17 février 2008

:: Instant de bonheur ::

Comme le décrit si bien Nicolas Fargues dans son roman "J'étais derrière toi" que je suis en train de parcourir, le bonheur ce n'est souvent qu'un souvenir, un instant que l'on se remémore une fois qu'il est déjà passé, une sensation agréable qui demeure en nous comme une nostalgie. Mais un instant de bonheur c'est aussi une sensation de bien être, que l'on sait capter, que l'on sait savourer, un moment où l'on se sent libre, comblée, sereine et que l'on identifie tout de suite comme un instant suspendu. C'était tout à l'heure, après que nous ayons pris notre brunch, bu notre thé, lui confortablement étendu sur mon canapé et moi, calée sur un coussin par terre juste contre son épaule, son bras autour de moi me réchauffant la poitrine. Chacun dans sa bulle, lui parfaitement subjugué par les guignols de l'info et moi confortablement plongée dans le ton si simple et si frais de ce romancier que je découvre. Chacun dans sa bulle, mais ensemble, si près. Un instant qui m'a paru une éternité, un moment simple, mais rempli de beaucoup de présence, ponctué par des caresses, quelques baisers dans mes cheveux. Un moment suspendu que j'aime vivre, tout comme j'aime sentir ses mains sur moi dans la douche le matin, rinçant mon shampooing, s'assurant que je n'ai pas froid, faisant couler l'eau bouillante sur mon corps.

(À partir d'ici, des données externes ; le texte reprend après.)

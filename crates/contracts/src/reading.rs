//! BufferedReading - Durable Buffer row shape
//!
//! A reading is a sparse union of channel values: samples from different
//! channels arriving within the merge window collapse into one row instead of
//! duplicating rows per channel.

use serde::{Deserialize, Serialize};

use crate::AxisTriple;

/// One sparse sensor row, pre-persistence.
///
/// Axis values are stored raw (unscaled), matching the decoder's wire
/// representation, so scaling can be revisited without a data migration.
#[derive(Debug, Clone, Copy, Default, PartialEq, Serialize, Deserialize)]
pub struct BufferedReading {
    /// Capture timestamp, epoch milliseconds
    pub timestamp_ms: i64,

    /// Optical channel value (22-bit)
    pub ppg: Option<u32>,

    /// Accelerometer raw axes
    pub acc: Option<AxisTriple>,

    /// Gyroscope raw axes
    pub gyro: Option<AxisTriple>,
}

impl BufferedReading {
    /// Create an empty reading at a timestamp
    pub fn at(timestamp_ms: i64) -> Self {
        Self {
            timestamp_ms,
            ..Default::default()
        }
    }

    /// True if every channel slot is empty
    pub fn is_empty(&self) -> bool {
        self.ppg.is_none() && self.acc.is_none() && self.gyro.is_none()
    }
}

/// A reading as stored in the local row store
#[derive(Debug, Clone, Copy, PartialEq, Serialize, Deserialize)]
pub struct StoredReading {
    /// Row id assigned by the store
    pub id: i64,

    /// The sparse channel values
    pub reading: BufferedReading,

    /// Whether this row has been uploaded to the remote store
    pub synced: bool,
}

/// Recording session mode
#[derive(Debug, Clone, Copy, PartialEq, Eq, Default, Serialize, Deserialize)]
#[serde(rename_all = "snake_case")]
pub enum SessionMode {
    /// Heart-rate characteristic only (optionally + beat-interval channel)
    Standard,
    /// Proprietary channel streaming accelerometer + gyroscope + optical
    #[default]
    Raw,
}

impl SessionMode {
    /// Label used in the remote session record
    pub fn as_str(&self) -> &'static str {
        match self {
            SessionMode::Standard => "standard",
            SessionMode::Raw => "raw",
        }
    }
}

/// Remote session record metadata, inferred up front from the full unsynced
/// set before the first batch is uploaded.
#[derive(Debug, Clone, PartialEq, Serialize, Deserialize)]
pub struct SessionMeta {
    /// Device display name
    pub device_name: String,

    /// Recording mode
    pub mode: SessionMode,

    /// Whether interval-derived heart rate was enabled
    pub ppi_enabled: bool,

    /// Earliest unsynced capture timestamp, epoch milliseconds
    pub start_time_ms: i64,

    /// Latest unsynced capture timestamp, epoch milliseconds
    pub end_time_ms: i64,

    /// Number of rows the attempt will upload
    pub total_records: u64,
}
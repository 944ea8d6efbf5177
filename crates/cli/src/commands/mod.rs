//! Command implementations.

mod info;
mod run;
mod validate;

pub use info::run_info;
pub use run::run_session;
pub use validate::run_validate;
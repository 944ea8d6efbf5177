//! Pipeline orchestration module.

mod orchestrator;
mod stats;

pub use orchestrator::{Pipeline, PipelineOptions};
pub use stats::SessionStats;
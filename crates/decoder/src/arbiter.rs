//! Heart-rate source arbitration.
//!
//! Two independent estimates can coexist: the standard characteristic's bpm
//! and a bpm derived from beat-to-beat intervals. When the interval channel
//! is enabled the interval-derived value wins the display slot; both values
//! are retained so consumers can compare sources.

use contracts::DecodedSample;

/// Tracks the latest heart-rate estimate from each source and picks the one
/// to display.
#[derive(Debug)]
pub struct HeartRateArbiter {
    ppi_enabled: bool,
    standard_bpm: Option<u16>,
    interval_bpm: Option<u16>,
}

impl HeartRateArbiter {
    pub fn new(ppi_enabled: bool) -> Self {
        Self {
            ppi_enabled,
            standard_bpm: None,
            interval_bpm: None,
        }
    }

    /// Feed a decoded sample; non-heart-rate samples are ignored.
    pub fn observe(&mut self, sample: &DecodedSample) {
        match sample {
            DecodedSample::HeartRate { bpm } => self.standard_bpm = Some(*bpm),
            DecodedSample::RrInterval { ms } if *ms > 0 => {
                self.interval_bpm = Some(((60_000 + ms / 2) / ms) as u16);
            }
            _ => {}
        }
    }

    /// The value the pipeline should surface.
    pub fn displayed(&self) -> Option<u16> {
        if self.ppi_enabled {
            self.interval_bpm.or(self.standard_bpm)
        } else {
            self.standard_bpm
        }
    }

    /// Latest standard-characteristic estimate.
    pub fn standard(&self) -> Option<u16> {
        self.standard_bpm
    }

    /// Latest interval-derived estimate.
    pub fn interval_derived(&self) -> Option<u16> {
        self.interval_bpm
    }
}
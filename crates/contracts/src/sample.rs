//! DecodedSample - Decoder output
//!
//! Typed, scaled samples reconstructed from raw notification frames.

use serde::{Deserialize, Serialize};

/// Raw three-axis reading (little-endian signed 16-bit per axis on the wire).
///
/// Stored unscaled so the persistence layer keeps the wire representation;
/// scaling constants are applied through [`AxisTriple::scaled`].
#[derive(Debug, Clone, Copy, Default, PartialEq, Eq, Serialize, Deserialize)]
pub struct AxisTriple {
    pub x: i16,
    pub y: i16,
    pub z: i16,
}

impl AxisTriple {
    /// Create from raw axis values
    pub fn new(x: i16, y: i16, z: i16) -> Self {
        Self { x, y, z }
    }

    /// Empirical channel scale: raw / 1000 (g for accelerometer, deg/s for
    /// gyroscope). Must be preserved exactly for compatibility.
    pub fn scaled(&self) -> [f64; 3] {
        [
            self.x as f64 / 1000.0,
            self.y as f64 / 1000.0,
            self.z as f64 / 1000.0,
        ]
    }
}

/// One decoded sensor sample
#[derive(Debug, Clone, Copy, PartialEq, Serialize, Deserialize)]
#[serde(rename_all = "snake_case", tag = "kind")]
pub enum DecodedSample {
    /// Standard-channel heart rate (beats per minute)
    HeartRate { bpm: u16 },

    /// Beat-to-beat interval in milliseconds
    RrInterval { ms: u32 },

    /// Optical channel value, masked to 22 bits
    Ppg { value: u32 },

    /// Accelerometer reading (raw; scale /1000 -> g)
    Accel { raw: AxisTriple },

    /// Gyroscope reading (raw; scale /1000 -> deg/s)
    Gyro { raw: AxisTriple },

    /// Magnetometer reading (raw)
    Mag { raw: AxisTriple },
}

impl DecodedSample {
    /// Short channel label for logging and metrics
    pub fn channel(&self) -> &'static str {
        match self {
            DecodedSample::HeartRate { .. } => "hr",
            DecodedSample::RrInterval { .. } => "rr",
            DecodedSample::Ppg { .. } => "ppg",
            DecodedSample::Accel { .. } => "acc",
            DecodedSample::Gyro { .. } => "gyro",
            DecodedSample::Mag { .. } => "mag",
        }
    }
}

/// A decoded sample tagged with its decode-time capture timestamp.
///
/// The peripheral does not transmit wall-clock time; every sample in one
/// frame shares the frame's arrival timestamp.
#[derive(Debug, Clone, Copy, PartialEq, Serialize, Deserialize)]
pub struct SampleEvent {
    /// The decoded sample
    pub sample: DecodedSample,

    /// Capture timestamp, epoch milliseconds
    pub captured_at_ms: i64,
}

impl SampleEvent {
    /// Tag a sample with a capture timestamp
    pub fn new(sample: DecodedSample, captured_at_ms: i64) -> Self {
        Self {
            sample,
            captured_at_ms,
        }
    }
}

Un instant suspendu oui, sans attente, sans crainte, juste le présent. Pourtant, déjà, il est parti. Il est fini cet instant, il est parti cet homme capable d'etre si présent, si là et puis d'un coup d'un seul complètement absent. Sauvage, imprévisible, j'ai beaucoup de mal à l'apprivoiser. C'est peut etre aussi ce que j'aime. J'aime qu'il ne laisse rien transparaitre que ces gestes d'attention parfois si délicats, mais aucune parole qui puisse le compromettre, qui puisse compromettre un quelconque attachement. Du coup je retiens aussi le mien. Indépendance c'est son leitmotiv. Je rajouterais silence. Ce silence qu'il instaure toute la semaine, qui me faisait bizarre au début mais auquel je m'habitue, auquel je commence à faire confiance car l'arrivée du week end est toujours une surprise. J'appréhende toujours qu'il ne donne pas de nouvelles, et puis les moments passés en sa présence sont toujours de bons moments. Alors j'attends le prochain instant avec impatience, mais sereine.